My main stove;my hearth-for now;my heat;my burn tubes @ work.


----------



## Corie (May 6, 2007)

Me likey!


Love that last pic.  Looks like nothing is going on in that firebox except secondary.


----------



## titan (May 6, 2007)

Yeah Corie I remain impressed with the secondary burn;it's almost mesmerizing to watch wood burn without the flames even touching it.Those pics were of softwood slabs;with dry hardwood I usually see those nice bluegreen flames @ the top of the box.


----------



## begreen (May 7, 2007)

That's a great shot Titan.
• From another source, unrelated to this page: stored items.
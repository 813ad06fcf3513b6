//! Fire-and-forget `(category, message)` event sinks.
//!
//! Failures to deliver an event are swallowed here; nothing a sink does can
//! propagate into the component that emitted the event.

use std::os::unix::net::UnixStream;
use std::path::Path;
use std::sync::{Arc, Mutex};

use serde::{Deserialize, Serialize};
use tracing::{info, warn};

use crate::errors::{Result, VigilError};
use crate::wire::write_message;

/// Category used for authentication failures on the command channel.
pub const SECURITY: &str = "SECURITY";

/// One line published by a service on its `out` endpoint.
#[derive(Debug, Clone, PartialEq, Eq, Serialize, Deserialize)]
pub struct OutputLine {
    pub category: String,
    pub message: String,
}

/// Destination for operator-visible events.
pub trait EventSink: Send + Sync {
    fn emit(&self, category: &str, message: &str);
}

/// Writes events into the process log through `tracing`.
#[derive(Debug, Clone, Default)]
pub struct TracingSink {
    source: Option<String>,
}

impl TracingSink {
    pub fn new() -> Self {
        Self::default()
    }

    /// Tag every event with the service it came from.
    pub fn for_source(source: impl Into<String>) -> Self {
        Self {
            source: Some(source.into()),
        }
    }
}

impl EventSink for TracingSink {
    fn emit(&self, category: &str, message: &str) {
        let source = self.source.as_deref().unwrap_or("-");
        if category == SECURITY {
            warn!(source, category, "{message}");
        } else {
            info!(source, category, "{message}");
        }
    }
}

/// Publishes events to a supervisor's `out` socket.
///
/// If the socket cannot be reached, or a write fails, the publisher falls back
/// to the local log and keeps going.
pub struct OutputPublisher {
    stream: Mutex<Option<UnixStream>>,
    fallback: TracingSink,
}

impl OutputPublisher {
    pub fn connect(path: &Path) -> Result<Self> {
        let stream = UnixStream::connect(path).map_err(|e| VigilError::io(path, e))?;
        Ok(Self {
            stream: Mutex::new(Some(stream)),
            fallback: TracingSink::new(),
        })
    }

    /// A publisher with no socket that only logs locally.
    pub fn detached() -> Self {
        Self {
            stream: Mutex::new(None),
            fallback: TracingSink::new(),
        }
    }

    pub fn is_connected(&self) -> bool {
        self.stream.lock().map(|s| s.is_some()).unwrap_or(false)
    }
}

impl EventSink for OutputPublisher {
    fn emit(&self, category: &str, message: &str) {
        let line = OutputLine {
            category: category.to_string(),
            message: message.to_string(),
        };

        let delivered = match self.stream.lock() {
            Ok(mut guard) => match guard.as_mut() {
                Some(stream) => {
                    if write_message(stream, &line).is_ok() {
                        true
                    } else {
                        // Peer went away; stop trying.
                        *guard = None;
                        false
                    }
                }
                None => false,
            },
            Err(_) => false,
        };

        if !delivered {
            self.fallback.emit(category, message);
        }
    }
}

/// Collects events in memory. Useful for asserting on emitted events.
#[derive(Debug, Clone, Default)]
pub struct RecordingSink {
    events: Arc<Mutex<Vec<(String, String)>>>,
}

impl RecordingSink {
    pub fn new() -> Self {
        Self::default()
    }

    pub fn events(&self) -> Vec<(String, String)> {
        self.events.lock().map(|e| e.clone()).unwrap_or_default()
    }

    /// Events whose category equals `category`.
    pub fn in_category(&self, category: &str) -> Vec<String> {
        self.events()
            .into_iter()
            .filter(|(c, _)| c == category)
            .map(|(_, m)| m)
            .collect()
    }
}

impl EventSink for RecordingSink {
    fn emit(&self, category: &str, message: &str) {
        if let Ok(mut events) = self.events.lock() {
            events.push((category.to_string(), message.to_string()));
        }
    }
}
Those secondaries are beautiful.


----------



## MrGriz (May 7, 2007)

Nice set up  and beautiful pics!


----------



## titan (May 9, 2007)

Thanks guys,when I bought the house 2 years ago there was an xl Dutchwest cast-iron cat-stove on that hearth that had seen at least 100 cords of wood and was never really maintained properly.No shame in that stove;I used it for one winter but the radiant heat from it was just too much in that room.Now with my new double-walled stove you can sit beside it and be comfortable-convective heat is the answer in that room.I thought i was gonna have a stroke when I wheeled that Dutchwest outside;man those puppies r heavy!The guy that bought it from me asked me if it was heavy;when I said hell yeah, he says"hey I'm not weak you know!"then he grabs one corner with two hands and he can't budge it.While I'm tryin' not to laugh in his face, he pays me up front and leaves;when I get home from work the next day the stove is gone.I guess he ate his Wheaties that morning(or his buddies did).


----------



## Corie (May 9, 2007)

Titan said:
			
		

> Thanks guys,when I bought the house 2 years ago there was an xl Dutchwest cast-iron cat-stove on that hearth that had seen at least 100 cords of wood and was never really maintained properly.No shame in that stove;I used it for one winter but the radiant heat from it was just too much in that room.Now with my new double-walled stove you can sit beside it and be comfortable-convective heat is the answer in that room.I thought i was gonna have a stroke when I wheeled that Dutchwest outside;man those puppies r heavy!The guy that bought it from me asked me if it was heavy;when I said hell yeah, he says"hey I'm not weak you know!"then he grabs one corner with two hands and he can't budge it.While I'm tryin' not to laugh in his face, he pays me up front and leaves;when I get home from work the next day the stove is gone.I guess he ate his Wheaties that morning(or his buddies did).




Yeah, those XL's are heavy.  My dad and I damn near popped every blood vessel in our foreheads muscling one into a cargo van.  Good grief.  Neither one of us is what I would call, burly though.


----------